▶ DATASET ENTRIES
BEGIN

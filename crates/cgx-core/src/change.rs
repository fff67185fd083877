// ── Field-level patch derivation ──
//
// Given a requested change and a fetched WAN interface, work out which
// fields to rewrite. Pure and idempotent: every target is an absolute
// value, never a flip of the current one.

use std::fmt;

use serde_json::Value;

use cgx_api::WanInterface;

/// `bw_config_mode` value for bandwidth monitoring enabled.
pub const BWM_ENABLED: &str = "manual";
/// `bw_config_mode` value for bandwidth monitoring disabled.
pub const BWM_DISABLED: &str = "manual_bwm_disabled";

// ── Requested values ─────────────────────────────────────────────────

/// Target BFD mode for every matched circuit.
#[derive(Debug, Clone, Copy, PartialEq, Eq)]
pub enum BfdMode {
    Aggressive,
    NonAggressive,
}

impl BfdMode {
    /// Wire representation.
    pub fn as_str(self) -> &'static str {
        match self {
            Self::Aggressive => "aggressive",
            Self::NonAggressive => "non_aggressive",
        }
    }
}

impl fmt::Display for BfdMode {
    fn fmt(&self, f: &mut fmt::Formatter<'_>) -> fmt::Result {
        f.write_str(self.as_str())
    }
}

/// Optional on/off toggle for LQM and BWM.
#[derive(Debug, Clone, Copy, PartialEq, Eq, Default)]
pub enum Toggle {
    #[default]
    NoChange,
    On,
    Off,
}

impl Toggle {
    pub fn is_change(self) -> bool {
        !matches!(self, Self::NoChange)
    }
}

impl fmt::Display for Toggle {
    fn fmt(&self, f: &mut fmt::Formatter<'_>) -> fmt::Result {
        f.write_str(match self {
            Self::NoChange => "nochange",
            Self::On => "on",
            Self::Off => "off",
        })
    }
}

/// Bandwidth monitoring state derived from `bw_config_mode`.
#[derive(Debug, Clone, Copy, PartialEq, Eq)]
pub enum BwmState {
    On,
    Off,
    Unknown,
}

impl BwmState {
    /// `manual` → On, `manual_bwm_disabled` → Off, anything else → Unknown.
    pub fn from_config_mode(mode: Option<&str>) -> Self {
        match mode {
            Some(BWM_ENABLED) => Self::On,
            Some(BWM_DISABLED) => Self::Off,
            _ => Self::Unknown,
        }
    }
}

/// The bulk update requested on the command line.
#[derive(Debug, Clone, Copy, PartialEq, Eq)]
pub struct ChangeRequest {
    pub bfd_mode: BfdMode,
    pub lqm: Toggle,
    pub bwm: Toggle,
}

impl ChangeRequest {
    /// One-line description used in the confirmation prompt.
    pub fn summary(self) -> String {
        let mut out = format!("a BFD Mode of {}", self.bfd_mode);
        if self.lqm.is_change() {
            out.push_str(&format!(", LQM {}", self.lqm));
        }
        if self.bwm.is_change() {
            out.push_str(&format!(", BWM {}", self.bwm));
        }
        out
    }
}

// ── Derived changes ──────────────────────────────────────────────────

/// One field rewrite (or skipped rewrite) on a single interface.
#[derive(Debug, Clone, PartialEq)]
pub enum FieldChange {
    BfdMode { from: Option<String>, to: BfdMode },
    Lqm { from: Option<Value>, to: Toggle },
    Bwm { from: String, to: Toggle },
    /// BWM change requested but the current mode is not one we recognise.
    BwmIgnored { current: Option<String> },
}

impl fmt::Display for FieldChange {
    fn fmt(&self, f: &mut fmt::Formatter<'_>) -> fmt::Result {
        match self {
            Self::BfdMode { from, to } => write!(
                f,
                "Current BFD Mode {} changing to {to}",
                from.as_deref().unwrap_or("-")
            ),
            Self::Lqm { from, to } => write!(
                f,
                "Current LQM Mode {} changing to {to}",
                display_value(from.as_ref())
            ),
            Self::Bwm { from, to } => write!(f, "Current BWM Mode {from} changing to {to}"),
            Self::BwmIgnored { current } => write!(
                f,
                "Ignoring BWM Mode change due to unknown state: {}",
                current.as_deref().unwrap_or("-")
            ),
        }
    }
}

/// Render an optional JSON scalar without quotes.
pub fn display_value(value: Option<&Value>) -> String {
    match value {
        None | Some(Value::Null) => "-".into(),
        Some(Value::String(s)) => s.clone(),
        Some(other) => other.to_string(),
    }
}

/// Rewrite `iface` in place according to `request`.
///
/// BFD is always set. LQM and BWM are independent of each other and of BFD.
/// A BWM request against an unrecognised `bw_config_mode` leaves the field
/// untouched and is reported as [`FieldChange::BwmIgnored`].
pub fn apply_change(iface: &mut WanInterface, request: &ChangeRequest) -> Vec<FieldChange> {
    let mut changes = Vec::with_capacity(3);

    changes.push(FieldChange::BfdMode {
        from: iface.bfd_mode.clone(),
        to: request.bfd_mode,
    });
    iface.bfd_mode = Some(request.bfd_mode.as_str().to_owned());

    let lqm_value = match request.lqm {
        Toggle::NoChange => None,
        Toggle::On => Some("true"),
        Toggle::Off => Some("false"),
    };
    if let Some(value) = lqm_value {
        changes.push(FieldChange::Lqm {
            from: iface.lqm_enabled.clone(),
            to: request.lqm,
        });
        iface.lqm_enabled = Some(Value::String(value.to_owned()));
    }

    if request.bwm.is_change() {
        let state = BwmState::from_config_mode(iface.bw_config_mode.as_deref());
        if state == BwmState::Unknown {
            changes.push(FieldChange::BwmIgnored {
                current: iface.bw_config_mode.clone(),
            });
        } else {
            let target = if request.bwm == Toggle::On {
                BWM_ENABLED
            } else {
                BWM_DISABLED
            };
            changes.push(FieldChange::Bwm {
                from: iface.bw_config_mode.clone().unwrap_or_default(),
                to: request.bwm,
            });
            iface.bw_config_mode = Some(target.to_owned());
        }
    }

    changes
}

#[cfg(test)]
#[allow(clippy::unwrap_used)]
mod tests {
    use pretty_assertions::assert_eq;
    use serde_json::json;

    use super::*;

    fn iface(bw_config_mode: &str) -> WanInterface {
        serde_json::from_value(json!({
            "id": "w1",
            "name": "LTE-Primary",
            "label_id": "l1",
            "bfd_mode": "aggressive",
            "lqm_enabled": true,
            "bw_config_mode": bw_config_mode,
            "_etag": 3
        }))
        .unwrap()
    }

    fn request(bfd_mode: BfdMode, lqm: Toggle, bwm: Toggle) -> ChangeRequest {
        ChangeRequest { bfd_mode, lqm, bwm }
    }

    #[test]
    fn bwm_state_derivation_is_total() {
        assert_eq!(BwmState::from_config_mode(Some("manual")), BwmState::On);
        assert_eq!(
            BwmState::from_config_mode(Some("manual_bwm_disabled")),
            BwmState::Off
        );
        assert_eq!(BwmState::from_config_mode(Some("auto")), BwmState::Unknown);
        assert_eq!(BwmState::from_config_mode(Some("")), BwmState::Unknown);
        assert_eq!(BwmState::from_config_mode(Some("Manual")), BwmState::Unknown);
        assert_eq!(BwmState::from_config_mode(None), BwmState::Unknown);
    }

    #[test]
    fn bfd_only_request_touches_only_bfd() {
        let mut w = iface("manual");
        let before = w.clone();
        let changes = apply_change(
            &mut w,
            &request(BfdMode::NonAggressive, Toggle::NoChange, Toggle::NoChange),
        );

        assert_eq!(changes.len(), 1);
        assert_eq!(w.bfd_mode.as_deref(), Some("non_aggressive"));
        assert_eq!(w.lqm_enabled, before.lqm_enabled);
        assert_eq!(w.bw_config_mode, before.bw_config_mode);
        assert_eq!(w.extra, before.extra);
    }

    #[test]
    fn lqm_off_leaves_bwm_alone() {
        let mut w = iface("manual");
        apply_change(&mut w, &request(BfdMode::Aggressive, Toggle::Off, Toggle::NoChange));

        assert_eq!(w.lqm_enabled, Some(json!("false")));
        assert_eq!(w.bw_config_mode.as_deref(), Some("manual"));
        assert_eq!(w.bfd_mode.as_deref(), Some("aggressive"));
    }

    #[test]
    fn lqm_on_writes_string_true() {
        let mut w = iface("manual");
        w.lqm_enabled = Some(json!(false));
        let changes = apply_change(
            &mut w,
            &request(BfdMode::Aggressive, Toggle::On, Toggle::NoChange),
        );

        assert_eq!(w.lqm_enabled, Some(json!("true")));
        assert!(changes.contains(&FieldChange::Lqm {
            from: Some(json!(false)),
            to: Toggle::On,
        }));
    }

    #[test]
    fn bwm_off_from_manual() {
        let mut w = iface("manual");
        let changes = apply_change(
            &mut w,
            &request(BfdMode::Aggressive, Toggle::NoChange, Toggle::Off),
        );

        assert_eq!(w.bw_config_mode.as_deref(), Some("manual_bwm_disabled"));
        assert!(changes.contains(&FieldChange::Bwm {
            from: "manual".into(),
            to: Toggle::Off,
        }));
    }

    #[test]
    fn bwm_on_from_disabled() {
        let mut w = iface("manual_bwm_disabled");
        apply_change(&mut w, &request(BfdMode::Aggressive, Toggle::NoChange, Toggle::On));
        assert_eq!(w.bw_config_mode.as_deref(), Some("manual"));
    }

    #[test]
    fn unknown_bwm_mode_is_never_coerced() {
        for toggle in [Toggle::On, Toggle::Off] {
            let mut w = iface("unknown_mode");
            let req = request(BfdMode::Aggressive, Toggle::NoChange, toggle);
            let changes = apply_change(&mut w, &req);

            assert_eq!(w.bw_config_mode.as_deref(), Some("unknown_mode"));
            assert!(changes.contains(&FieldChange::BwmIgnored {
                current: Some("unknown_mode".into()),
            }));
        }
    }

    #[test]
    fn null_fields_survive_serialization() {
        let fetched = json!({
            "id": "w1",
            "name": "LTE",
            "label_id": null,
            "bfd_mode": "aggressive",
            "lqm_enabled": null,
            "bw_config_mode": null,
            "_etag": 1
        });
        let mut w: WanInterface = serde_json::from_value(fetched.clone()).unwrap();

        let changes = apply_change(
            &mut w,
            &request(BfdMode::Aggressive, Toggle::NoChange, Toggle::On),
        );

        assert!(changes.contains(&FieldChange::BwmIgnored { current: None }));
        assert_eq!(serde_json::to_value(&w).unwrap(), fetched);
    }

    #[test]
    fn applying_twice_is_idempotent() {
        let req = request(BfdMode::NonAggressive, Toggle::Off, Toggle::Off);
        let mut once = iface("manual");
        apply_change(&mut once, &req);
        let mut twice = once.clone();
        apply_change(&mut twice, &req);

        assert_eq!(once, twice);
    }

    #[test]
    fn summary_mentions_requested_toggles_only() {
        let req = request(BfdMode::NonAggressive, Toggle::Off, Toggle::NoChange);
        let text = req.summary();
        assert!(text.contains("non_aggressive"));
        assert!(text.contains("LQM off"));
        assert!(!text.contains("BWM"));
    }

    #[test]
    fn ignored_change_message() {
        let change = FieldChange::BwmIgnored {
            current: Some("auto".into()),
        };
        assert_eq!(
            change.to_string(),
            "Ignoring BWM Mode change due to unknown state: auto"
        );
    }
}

END

▶ AIM OF THE TASK
Copy the lines above exactly, from the very first through the one containing "pub const BWM_ENABLED: &str", and include no other line.

▶ RESPONSE AREA
filename crates/cgx-core/src/change.rs
repository fff67185fd083877
// ── Field-level patch derivation ──
//
// Given a requested change and a fetched WAN interface, work out which
// fields to rewrite. Pure and idempotent: every target is an absolute
// value, never a flip of the current one.

use std::fmt;

use serde_json::Value;

use cgx_api::WanInterface;

/// `bw_config_mode` value for bandwidth monitoring enabled.
pub const BWM_ENABLED: &str = "manual";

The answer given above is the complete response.